The vaccine for hepatitis B is recommended for all unvaccinated, uninfected persons who are being evaluated for an STD. In addition, the Centers for Disease Control and Prevention recommends that men who have sex with men and illicit drug users get the hepatitis A vaccine.
- Don’t let bodily fluids enter the vagina, anus or mouth if you are with a partner whose sexual history you are unsure about. Bodily fluids to be concerned about are blood, semen, vaginal fluids and any discharge from sores caused by STDs.
- Don’t have sex if you or your partner have sores or other signs of infection.
- Don’t assume all birth control methods will prevent STDs. (The pill and IUD can prevent pregnancy, but not sexually transmitted infections.)
- Do not share items such as razors that might have blood on them.
If you’re pregnant
- If you are pregnant and have a chronic disease such as herpes, your doctor may advise a caesarean section (C-section) to protect your baby. Genital warts may obstruct the birth canal and may require a C-section or surgical removal of the warts.

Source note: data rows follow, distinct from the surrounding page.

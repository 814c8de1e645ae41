//! Configuration for [`crate::slab::Slab`], [`crate::slab::SlabMulti`] and
//! [`crate::slab::PartitionedLru`].

/// Single-tenant slab cache configuration (spec §4.12).
#[derive(Debug, Clone, Copy, PartialEq)]
pub struct SlabConfig {
    /// Total memory budget in bytes, grown in `SLABSIZE` (1 MiB)
    /// increments per class as needed.
    pub global_mem: u64,
    /// Memcached growth factor for the class table. Default 1.25.
    pub growth_factor: f64,
}

impl SlabConfig {
    /// Builds a config with the memcached default growth factor.
    pub fn new(global_mem: u64) -> Self {
        Self {
            global_mem,
            growth_factor: 1.25,
        }
    }
}

/// Per-application accounting parameters for [`crate::slab::SlabMulti`].
#[derive(Debug, Clone, Copy, PartialEq)]
pub struct SlabMultiAppConfig {
    /// Tenant identifier.
    pub app_id: u64,
    /// Minimum memory share as a percentage of `global_mem` (0-100).
    pub min_mem_pct: u64,
    /// Target memory budget in bytes before credit stealing.
    pub target_mem: u64,
}

/// Multi-tenant slab cache configuration.
#[derive(Debug, Clone, PartialEq)]
pub struct SlabMultiConfig {
    /// Shared class-table / memory-growth configuration.
    pub base: SlabConfig,
    /// Registered tenants.
    pub apps: crate::collections::Vec<SlabMultiAppConfig>,
}

/// Hash-sharded LRU farm configuration (spec §4.12).
#[derive(Debug, Clone, Copy, PartialEq)]
pub struct PartitionedLruConfig {
    /// Number of partitions.
    pub partitions: u32,
    /// Per-partition byte budget.
    pub partition_bytes: u64,
}

impl PartitionedLruConfig {
    /// Builds a config splitting `global_mem` evenly across `partitions`.
    pub fn even_split(global_mem: u64, partitions: u32) -> Self {
        Self {
            partitions,
            partition_bytes: global_mem / u64::from(partitions),
        }
    }
}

- If you are pregnant, tell your doctor. Infants born to HBV-infected mothers should be given the HBV vaccine within 12 hours after birth.
- The risk of transmitting herpes to a baby during delivery can be avoided by using acyclovir during the last month of pregnancy.
Help your child stay safe
There are several vaccines available to prevent sexually transmitted diseases that children should have.
- The CDC recommends that Gardisil, a vaccine that can prevent HPV infection, be given routinely to girls at age 11 to 12. The National Advisory Committee on Immunization Practices recommends that Gardasil be given to girls beginning at age 9 (at her doctor’s discretion) and in young women up to the age of 26.
- All children should get an HBV vaccine.
In addition, teens who are close to their parents are less likely to engage in risky activities. Parents need to get to know their teen’s friends, be involved in their children’s academic and personal lives, and know how their teens spend their free time. Studies show educating children about condoms before they become sexually active leads to greater use of condoms as they grow older.